会社訪問が終わったら、今度はオフィスで、業務報告書の作成をしなければならないのだ。


――産業医と保健師が、今日どの会社を訪問して、実際にどんな業務を行ったか。

――顧客から、どんな質問が寄せられ、どう対処したか。

――見つかった課題は何か。


 これらをしっかり記録することで、たとえ担当産業医が交代になっても、シームレス(つなぎ目が無い)な対応ができるし、契約を続けて頂ける限り、長年の経過が保管されるから、結果的に『株式会社E・M・A』の信用と、顧客満足度向上につながる……。


と、いうことで。


報告書作成は、なくてはならない重要な業務、らしい。



 鈴木先生に『ペア保健師』がいなかったころは、鈴木先生は直行直帰が多かった。でも今は、研修中の私がいるので、契約先回りが終わった後、夕方こうして『株式会社E・M・A』に一緒に戻ってきて、報告書作成や、今日の振り返りなどに付き合ってくれている。



「ええ、どうぞ休憩を……と言いたいところですが、緒方先生からの呼び出しです。先にそちらのほうを片付けてから、小休憩をとり、仕事の続き、という段取りにしましょう」



 今日も一日じゅう東京の会社を飛び回っていたのに、鈴木先生は疲れも見せず、かといって笑顔でもなく、涼しい顔をしている。

 鈴木先生は、タクシーに乗っている間だけじゃなく、昼休憩中も、食事を早々に済ませて仕事をしていたハズ。

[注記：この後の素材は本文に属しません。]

// This Source Code Form is subject to the terms of the Mozilla Public
// License, v. 2.0. If a copy of the MPL was not distributed with this
// file, You can obtain one at https://mozilla.org/MPL/2.0/.

//! The HSX runtime daemon: accepts TCP connections, speaks the
//! line-delimited JSON RPC protocol over each one (spec §6), and drives a
//! single shared [`Executive`] from a dedicated clock thread (spec §5).

use std::io::{BufRead, BufReader, Write};
use std::net::{TcpListener, TcpStream};
use std::path::PathBuf;
use std::sync::atomic::{AtomicBool, Ordering};
use std::sync::{Arc, Mutex};
use std::thread;
use std::time::{Duration, SystemTime, UNIX_EPOCH};

use clap::Parser;
use hsx_executive::commands;
use hsx_executive::events::BackpressureConfig;
use hsx_executive::executive::{Executive, ExecutiveConfig};
use hsx_executive::session::SessionLimits;
use hsx_rpc::{Request, Response};
use log::{debug, info, warn};

/// HSX runtime daemon.
#[derive(Parser, Debug)]
#[clap(name = "hsxd", about = "HSX runtime daemon")]
struct Cli {
    /// Address to bind the RPC listener on.
    #[clap(long, default_value = "127.0.0.1")]
    bind: String,

    /// Port to bind the RPC listener on.
    #[clap(long, default_value_t = 7780)]
    port: u16,

    /// How often the clock thread re-checks sleeping tasks and mailbox
    /// timeouts once every ready task has been run to quiescence.
    #[clap(long, default_value_t = 5)]
    tick_interval_ms: u64,

    /// Default per-task quantum in executed steps, used by `load`/`reload`.
    #[clap(long, default_value_t = 1000)]
    default_quantum: u32,

    /// Default trace ring capacity for newly attached tasks.
    #[clap(long, default_value_t = 256)]
    trace_capacity: usize,

    /// Global event history retained for `since_seq` replay on subscribe.
    #[clap(long, default_value_t = 4096)]
    event_history_capacity: usize,

    /// Upper bound a session may request for its event queue depth.
    #[clap(long, default_value_t = 4096)]
    session_events_max: usize,

    /// Root directory the `fs.*` RPC surface is rooted at.
    #[clap(long)]
    fs_root: Option<PathBuf>,

    /// How often the event-fanout thread polls for newly queued events.
    #[clap(long, default_value_t = 20)]
    event_poll_interval_ms: u64,
}

fn now_ms() -> u64 {
    SystemTime::now().duration_since(UNIX_EPOCH).unwrap_or_default().as_millis() as u64
}

fn main() {
    env_logger::init();
    let cli = Cli::parse();

    let mut config = ExecutiveConfig::default();
    config.trace_default_capacity = cli.trace_capacity;
    config.event_history_capacity = cli.event_history_capacity;
    config.default_quantum = cli.default_quantum;
    config.session_limits = SessionLimits { session_events_max: cli.session_events_max, ..SessionLimits::default() };
    config.backpressure = BackpressureConfig::default();
    if let Some(root) = cli.fs_root {
        config.fs_root = root;
    }

    let exec = Arc::new(Mutex::new(Executive::new(config)));

    let clock_exec = Arc::clone(&exec);
    let tick_interval = Duration::from_millis(cli.tick_interval_ms);
    thread::spawn(move || loop {
        {
            let mut guard = clock_exec.lock().expect("executive mutex poisoned");
            let now = now_ms();
            while guard.tick(now).is_some() {}
        }
        thread::sleep(tick_interval);
    });

    let addr = format!("{}:{}", cli.bind, cli.port);
    let listener = TcpListener::bind(&addr).unwrap_or_else(|e| panic!("failed to bind {addr}: {e}"));
    info!("hsxd listening on {addr}");

    let event_poll_interval = Duration::from_millis(cli.event_poll_interval_ms);
    for stream in listener.incoming() {
        let stream = match stream {
            Ok(s) => s,
            Err(e) => {
                warn!("failed to accept connection: {e}");
                continue;
            }
        };
        let exec = Arc::clone(&exec);
        thread::spawn(move || handle_connection(stream, exec, event_poll_interval));
    }
}

/// Services one client connection: reads line-delimited [`Request`]s,
/// dispatches them through [`commands::dispatch`], and writes back
/// [`Response`] lines. A side thread fans out events for any subscriptions
/// this connection opens, so a blocking read on the client's next request
/// never starves event delivery (spec §6 `events.subscribe`).
fn handle_connection(stream: TcpStream, exec: Arc<Mutex<Executive>>, event_poll_interval: Duration) {
    let peer = stream.peer_addr().map(|a| a.to_string()).unwrap_or_else(|_| "unknown".into());
    let reader = match stream.try_clone() {
        Ok(s) => BufReader::new(s),
        Err(e) => {
            warn!("{peer}: failed to clone stream: {e}");
            return;
        }
    };
    let writer = Arc::new(Mutex::new(stream));

    let tokens: Arc<Mutex<Vec<u64>>> = Arc::new(Mutex::new(Vec::new()));
    let stop = Arc::new(AtomicBool::new(false));

    let pump_exec = Arc::clone(&exec);
    let pump_writer = Arc::clone(&writer);
    let pump_tokens = Arc::clone(&tokens);
    let pump_stop = Arc::clone(&stop);
    let pump = thread::spawn(move || {
        while !pump_stop.load(Ordering::Relaxed) {
            thread::sleep(event_poll_interval);
            let active: Vec<u64> = pump_tokens.lock().expect("tokens mutex poisoned").clone();
            if active.is_empty() {
                continue;
            }
            let mut lines = Vec::new();
            {
                let mut guard = pump_exec.lock().expect("executive mutex poisoned");
                for token in active {
                    for ev in guard.events.drain_pending(token) {
                        lines.push(serde_json::to_string(&ev).expect("event always serializes"));
                    }
                }
            }
            if lines.is_empty() {
                continue;
            }
            let mut w = pump_writer.lock().expect("writer mutex poisoned");
            for line in lines {
                if writeln!(w, "{line}").is_err() {
                    return;
                }
            }
            let _ = w.flush();
        }
    });

    let mut session_id: Option<String> = None;
    for line in reader.lines() {
        let line = match line {
            Ok(l) => l,
            Err(e) => {
                debug!("{peer}: read error: {e}");
                break;
            }
        };
        if line.trim().is_empty() {
            continue;
        }
        let response = match serde_json::from_str::<Request>(&line) {
            Ok(req) => {
                let cmd = req.cmd.clone();
                let resp = {
                    let mut guard = exec.lock().expect("executive mutex poisoned");
                    commands::dispatch(&mut guard, &mut session_id, &req)
                };
                if cmd == "events.subscribe" {
                    track_subscribe_token(&resp, &tokens);
                } else if cmd == "events.unsubscribe" {
                    untrack_token(&req, &tokens);
                }
                resp
            }
            Err(e) => Response::error("malformed_request", e),
        };
        let mut w = writer.lock().expect("writer mutex poisoned");
        if writeln!(w, "{}", response.to_line()).is_err() {
            break;
        }
        if w.flush().is_err() {
            break;
        }
    }

    if let Some(sid) = &session_id {
        let mut guard = exec.lock().expect("executive mutex poisoned");
        guard.events.unsubscribe_session(sid);
        guard.sessions.close(sid);
    }
    stop.store(true, Ordering::Relaxed);
    let _ = pump.join();
    info!("{peer}: connection closed");
}

fn track_subscribe_token(resp: &Response, tokens: &Arc<Mutex<Vec<u64>>>) {
    if let Response::Ok { fields, .. } = resp {
        if let Some(token) = fields.get("token").and_then(|v| v.as_u64()) {
            tokens.lock().expect("tokens mutex poisoned").push(token);
        }
    }
}

fn untrack_token(req: &Request, tokens: &Arc<Mutex<Vec<u64>>>) {
    if let Some(token) = req.args.get("token").and_then(|v| v.as_u64()) {
        tokens.lock().expect("tokens mutex poisoned").retain(|&t| t != token);
    }
}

「先生、体力ありますねぇ……」私はげっそりして答えた。



「この仕事、体力的にきついとは全く思いませんが……。足立さんには、精神的な疲労もあるのでしょう。まぁ、最初はどんな仕事でも疲れるものです。業務に慣れ、見通しが立てられるようになればきっと楽になりますよ。では、緒方先生のところへ行きましょう」



*************************


 社長室に行くと、緒方先生が待っていた。


「あら、足立さん、お疲れみたいね」


「あ、いえいえ、全然ッ!疲れてません。元気いっぱいですッ」


 私は精一杯の虚勢を張った。

 鈴木先生が一瞬、疑いの視線を向けてきたような気がしたけど、私はそれを横目でけん制した。


 だって、無職で困っているところを、緒方先生に拾って頂いたのだ。

多少のことで、弱音は吐けない。


「そう。ならいいけど……。今日は当社に、業務依頼があったので、お二人に来てもらいました。この方……『ジュリー・マリー・キャピタル』の、栗栖くりす貞乃さだのさんから。新規で産業医のスポット対応をご希望よ。以前、女性経営者の集まりで顔見知りになっていたご縁でね。ちょうど今月号の『Folks JAPAN』に載ってるから、見てみて」


 緒方先生が、雑誌の記事を見せる。



「あ……これって……!! 」



 緒方先生が開いて見せたページに載っていたのは、今日、タクシーの中で見た顔だった。